▶ EXERCISE DETAILS
A single number is the answer here: the count of lines in the records below in which the word "super" appears.

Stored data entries
=====

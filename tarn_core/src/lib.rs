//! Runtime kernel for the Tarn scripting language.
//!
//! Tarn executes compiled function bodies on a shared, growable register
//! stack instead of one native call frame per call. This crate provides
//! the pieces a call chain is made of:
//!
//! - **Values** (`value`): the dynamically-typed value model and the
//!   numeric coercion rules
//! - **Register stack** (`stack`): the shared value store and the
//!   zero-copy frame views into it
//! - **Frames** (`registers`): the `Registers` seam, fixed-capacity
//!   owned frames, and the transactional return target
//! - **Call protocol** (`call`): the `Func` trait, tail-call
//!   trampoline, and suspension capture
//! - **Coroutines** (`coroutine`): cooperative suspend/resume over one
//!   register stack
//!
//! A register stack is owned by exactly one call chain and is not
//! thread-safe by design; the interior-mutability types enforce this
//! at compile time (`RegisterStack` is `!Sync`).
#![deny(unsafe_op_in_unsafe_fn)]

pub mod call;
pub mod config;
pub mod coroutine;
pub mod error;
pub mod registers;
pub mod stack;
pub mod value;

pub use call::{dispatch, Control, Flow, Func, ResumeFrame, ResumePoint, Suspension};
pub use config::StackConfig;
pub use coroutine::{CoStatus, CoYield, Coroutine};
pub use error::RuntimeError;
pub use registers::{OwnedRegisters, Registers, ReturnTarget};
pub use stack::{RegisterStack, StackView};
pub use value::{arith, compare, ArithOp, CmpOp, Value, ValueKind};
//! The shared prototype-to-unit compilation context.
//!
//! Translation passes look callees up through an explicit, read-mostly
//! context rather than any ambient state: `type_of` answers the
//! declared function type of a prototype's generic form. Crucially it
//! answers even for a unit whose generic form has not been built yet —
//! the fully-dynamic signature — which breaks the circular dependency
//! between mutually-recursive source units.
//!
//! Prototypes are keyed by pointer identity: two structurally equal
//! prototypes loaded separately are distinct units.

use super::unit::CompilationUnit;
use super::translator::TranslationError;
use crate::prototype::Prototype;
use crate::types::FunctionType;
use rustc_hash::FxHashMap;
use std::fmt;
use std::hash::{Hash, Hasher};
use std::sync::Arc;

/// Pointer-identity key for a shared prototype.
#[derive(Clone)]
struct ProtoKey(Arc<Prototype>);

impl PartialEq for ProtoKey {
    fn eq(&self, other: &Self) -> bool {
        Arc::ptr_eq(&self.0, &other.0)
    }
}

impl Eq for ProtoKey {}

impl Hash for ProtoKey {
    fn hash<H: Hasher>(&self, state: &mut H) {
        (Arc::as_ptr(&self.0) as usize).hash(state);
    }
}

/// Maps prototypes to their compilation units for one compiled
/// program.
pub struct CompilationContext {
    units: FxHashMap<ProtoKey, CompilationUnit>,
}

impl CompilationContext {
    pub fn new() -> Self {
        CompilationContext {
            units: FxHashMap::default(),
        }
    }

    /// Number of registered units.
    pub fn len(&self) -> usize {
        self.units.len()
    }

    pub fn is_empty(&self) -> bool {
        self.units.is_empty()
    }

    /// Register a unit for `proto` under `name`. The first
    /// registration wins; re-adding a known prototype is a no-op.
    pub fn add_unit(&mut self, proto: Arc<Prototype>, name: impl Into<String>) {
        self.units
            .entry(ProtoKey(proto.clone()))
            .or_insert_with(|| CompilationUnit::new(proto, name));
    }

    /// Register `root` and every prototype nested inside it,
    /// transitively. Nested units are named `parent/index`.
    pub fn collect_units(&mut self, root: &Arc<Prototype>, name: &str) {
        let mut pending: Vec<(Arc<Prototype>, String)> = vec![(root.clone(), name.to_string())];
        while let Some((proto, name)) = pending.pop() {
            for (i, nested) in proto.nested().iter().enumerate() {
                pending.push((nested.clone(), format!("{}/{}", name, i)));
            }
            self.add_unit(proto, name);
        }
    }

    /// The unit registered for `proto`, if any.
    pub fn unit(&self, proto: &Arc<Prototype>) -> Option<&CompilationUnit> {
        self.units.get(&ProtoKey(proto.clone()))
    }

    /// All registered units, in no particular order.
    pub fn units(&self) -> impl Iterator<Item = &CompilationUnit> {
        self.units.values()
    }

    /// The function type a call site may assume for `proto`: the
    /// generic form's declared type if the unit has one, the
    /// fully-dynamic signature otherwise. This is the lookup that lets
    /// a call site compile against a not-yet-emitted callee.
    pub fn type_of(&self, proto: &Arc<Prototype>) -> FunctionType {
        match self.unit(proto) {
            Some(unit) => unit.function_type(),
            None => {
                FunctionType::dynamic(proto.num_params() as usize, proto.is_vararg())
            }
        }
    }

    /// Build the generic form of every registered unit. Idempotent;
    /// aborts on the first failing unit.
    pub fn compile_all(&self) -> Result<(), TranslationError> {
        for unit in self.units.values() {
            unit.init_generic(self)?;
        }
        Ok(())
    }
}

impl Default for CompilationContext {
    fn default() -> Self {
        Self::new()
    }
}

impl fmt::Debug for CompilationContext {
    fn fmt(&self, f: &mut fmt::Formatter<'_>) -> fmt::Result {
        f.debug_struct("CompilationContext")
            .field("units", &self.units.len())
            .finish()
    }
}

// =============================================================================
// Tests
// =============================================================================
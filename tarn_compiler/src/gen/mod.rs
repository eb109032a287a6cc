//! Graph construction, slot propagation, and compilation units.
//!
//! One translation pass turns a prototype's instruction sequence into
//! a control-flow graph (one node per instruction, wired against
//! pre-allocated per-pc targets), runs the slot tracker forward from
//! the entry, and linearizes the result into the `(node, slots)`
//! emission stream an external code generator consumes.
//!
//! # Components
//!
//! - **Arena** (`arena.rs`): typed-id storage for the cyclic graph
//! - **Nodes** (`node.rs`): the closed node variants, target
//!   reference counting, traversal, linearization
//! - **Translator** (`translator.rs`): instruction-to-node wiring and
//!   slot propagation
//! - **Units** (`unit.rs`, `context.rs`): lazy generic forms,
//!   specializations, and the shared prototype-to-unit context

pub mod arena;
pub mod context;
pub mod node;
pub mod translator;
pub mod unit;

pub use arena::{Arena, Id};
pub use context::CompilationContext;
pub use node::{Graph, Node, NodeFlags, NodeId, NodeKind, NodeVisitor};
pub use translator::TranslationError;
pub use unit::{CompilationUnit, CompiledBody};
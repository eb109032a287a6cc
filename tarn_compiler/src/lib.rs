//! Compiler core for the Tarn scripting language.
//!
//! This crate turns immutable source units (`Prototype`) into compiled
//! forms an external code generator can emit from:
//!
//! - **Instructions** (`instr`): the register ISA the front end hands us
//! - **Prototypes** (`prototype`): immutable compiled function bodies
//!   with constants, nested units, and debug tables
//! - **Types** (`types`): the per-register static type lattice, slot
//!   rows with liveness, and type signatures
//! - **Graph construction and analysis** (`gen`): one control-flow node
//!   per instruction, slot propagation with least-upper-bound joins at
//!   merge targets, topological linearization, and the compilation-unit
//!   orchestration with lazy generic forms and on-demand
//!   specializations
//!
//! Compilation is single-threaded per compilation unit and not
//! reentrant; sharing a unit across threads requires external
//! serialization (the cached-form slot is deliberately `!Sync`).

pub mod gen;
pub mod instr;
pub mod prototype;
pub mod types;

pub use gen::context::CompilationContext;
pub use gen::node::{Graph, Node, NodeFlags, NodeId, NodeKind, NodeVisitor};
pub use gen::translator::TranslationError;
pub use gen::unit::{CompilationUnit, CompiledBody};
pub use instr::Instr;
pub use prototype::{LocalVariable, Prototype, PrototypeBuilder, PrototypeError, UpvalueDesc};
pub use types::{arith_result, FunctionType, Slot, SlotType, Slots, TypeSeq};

=====

▶ WORKED SOLUTION
2